- _Task prompt_
Lines, not repeats, are what count: give the number of lines below that hold "BandPainter", and nothing more.

━━━━━ Information shown

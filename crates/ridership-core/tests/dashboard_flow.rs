//! Integration tests for the load -> overlay -> hover -> animate flow

use ridership_core::analytics::Direction;
use ridership_core::animation::AnimationState;
use ridership_core::dispatcher::ActiveElement;
use ridership_core::overlay::{Band, BandPainter, Rgba};
use ridership_core::{
    Card, DashboardContext, DatasetParser, DayClass, EngineSettings, HolidayCalendar,
    HoverDispatcher, HoverEvent, ManualClock, Mode, OverlayRenderer, PlotArea,
};
use std::path::Path;
use std::rc::Rc;
use std::sync::Arc;
use std::time::Duration;

// Tue 26.05 (holiday) .. Mon 01.06.2026, shuffled
const DATASET: &str = r#"[
    {"date": "30.05.2026", "bus": 210000, "metro": 300000, "minibus": 50000, "cable": 900},
    {"date": "26.05.2026", "bus": 180000, "metro": 250000, "minibus": 40000, "cable": 1200},
    {"date": "01.06.2026", "bus": 400000, "metro": 520000, "minibus": 90000, "cable": 700},
    {"date": "27.05.2026", "bus": 390000, "metro": 510000, "minibus": 88000, "cable": 650},
    {"date": "31.05.2026", "bus": 190000, "metro": 280000, "minibus": 45000, "cable": 1100},
    {"date": "28.05.2026", "bus": 395000, "metro": 515000, "minibus": null, "cable": 640},
    {"date": "29.05.2026", "bus": 380000, "metro": 505000, "minibus": 86000, "cable": 660}
]"#;

fn context(holiday_aware: bool) -> DashboardContext {
    let (store, report) = DatasetParser::new()
        .parse_str(DATASET, Path::new("ttc_passengers.json"))
        .unwrap();
    assert_eq!(report.values_coerced, 1);

    DashboardContext::new(
        Arc::new(store),
        Arc::new(HolidayCalendar::georgian_2026()),
        EngineSettings {
            holiday_aware,
            animation_duration: Duration::from_millis(500),
        },
    )
}

#[derive(Default)]
struct Canvas {
    fills: Vec<(usize, Rgba)>,
}

impl BandPainter for Canvas {
    fn fill_band(&mut self, band: &Band, tint: Rgba) {
        self.fills.push((band.index, tint));
    }
}

#[test]
fn test_overlay_classifies_loaded_week() {
    let ctx = context(true);
    let overlay = OverlayRenderer::new(&ctx);

    assert_eq!(
        overlay.classes(),
        &[
            DayClass::Holiday, // Tue 26.05
            DayClass::Plain,
            DayClass::Plain,
            DayClass::Plain,
            DayClass::Weekend, // Sat 30.05
            DayClass::Weekend, // Sun 31.05
            DayClass::Plain,   // Mon 01.06
        ]
    );

    let mut canvas = Canvas::default();
    let area = PlotArea::new(0.0, 700.0, 0.0, 200.0);
    overlay.draw_before_datasets(area, |i| i as f64 * 100.0 + 50.0, &mut canvas);
    assert_eq!(
        canvas.fills,
        vec![(0, Rgba::HOLIDAY), (4, Rgba::WEEKEND), (5, Rgba::WEEKEND)]
    );
}

#[test]
fn test_weekends_only_overlay() {
    let overlay = OverlayRenderer::new(&context(false));
    assert_eq!(overlay.class_at(0), Some(DayClass::Plain));
    assert_eq!(overlay.class_at(4), Some(DayClass::Weekend));
    assert!(!overlay.holiday_aware());
}

#[test]
fn test_hover_updates_cards() {
    let clock = Rc::new(ManualClock::new());
    let mut dispatcher = HoverDispatcher::new(context(true), Rc::clone(&clock));

    // Starts on the latest day, Monday after a weekend
    assert_eq!(dispatcher.selected(), Some(6));
    let monday = dispatcher.snapshot().unwrap();
    assert_eq!(monday.mode(Mode::Bus).change.unwrap().direction, Direction::Up);

    let event = HoverEvent {
        active: vec![ActiveElement {
            dataset_index: 2,
            index: 0,
        }],
    };
    assert!(dispatcher.on_hover(&event));

    let snapshot = dispatcher.snapshot().unwrap();
    assert!(snapshot.is_holiday);
    assert_eq!(snapshot.total_change, None);
    assert_eq!(dispatcher.label(Card::Total).unwrap().text, "—");
    assert_eq!(dispatcher.state(Card::Mode(Mode::Bus)), AnimationState::Animating);

    clock.advance(Duration::from_millis(600));
    assert!(!dispatcher.tick());
    assert_eq!(dispatcher.displayed(Card::Mode(Mode::Bus)), 180_000);
    assert_eq!(dispatcher.displayed(Card::Total), 471_200);
}

#[test]
fn test_missing_mode_counts_as_zero_in_change() {
    let clock = ManualClock::new();
    let mut dispatcher = HoverDispatcher::new(context(true), &clock);

    // 28.05 has no minibus figure: 88000 -> 0 is a 100% drop
    assert!(dispatcher.select(2));
    let minibus = dispatcher.snapshot().unwrap().mode(Mode::Minibus).clone();
    assert_eq!(minibus.current, 0);
    let change = minibus.change.unwrap();
    assert_eq!(change.magnitude_percent, 100.0);
    assert_eq!(change.direction, Direction::Down);

    // 29.05 compares against that zero: absent, not 0%
    assert!(dispatcher.select(3));
    let minibus = dispatcher.snapshot().unwrap().mode(Mode::Minibus);
    assert_eq!(minibus.previous, Some(0));
    assert_eq!(minibus.change, None);
    assert_eq!(dispatcher.label(Card::Mode(Mode::Minibus)).unwrap().text, "—");
}

#[test]
fn test_oversized_count_is_coerced_before_projection() {
    let dataset = r#"[
        {"date": "01.06.2026", "bus": 1, "metro": 1, "minibus": 1, "cable": 1},
        {"date": "02.06.2026", "bus": 18446744073709551615, "metro": 1, "minibus": 1, "cable": 1}
    ]"#;
    let (store, report) = DatasetParser::new()
        .parse_str(dataset, Path::new("ttc_passengers.json"))
        .unwrap();
    assert_eq!(report.values_coerced, 1);
    assert_eq!(report.warnings().len(), 1);
    assert_eq!(store.at(1).unwrap().bus, 0);

    let calendar = HolidayCalendar::georgian_2026();
    let snapshot = ridership_core::analytics::project(&store, &calendar, 1).unwrap();
    assert_eq!(snapshot.total_current, 3);

    let ctx = DashboardContext::new(
        Arc::new(store),
        Arc::new(calendar),
        EngineSettings::default(),
    );
    let clock = ManualClock::new();
    let mut dispatcher = HoverDispatcher::new(ctx, &clock);
    assert_eq!(dispatcher.displayed(Card::Total), 3);
    assert!(dispatcher.select(0));
    clock.advance(Duration::from_secs(1));
    dispatcher.tick();
    assert_eq!(dispatcher.displayed(Card::Total), 4);
}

━━━━━━━━━━

- _Expected answer_
2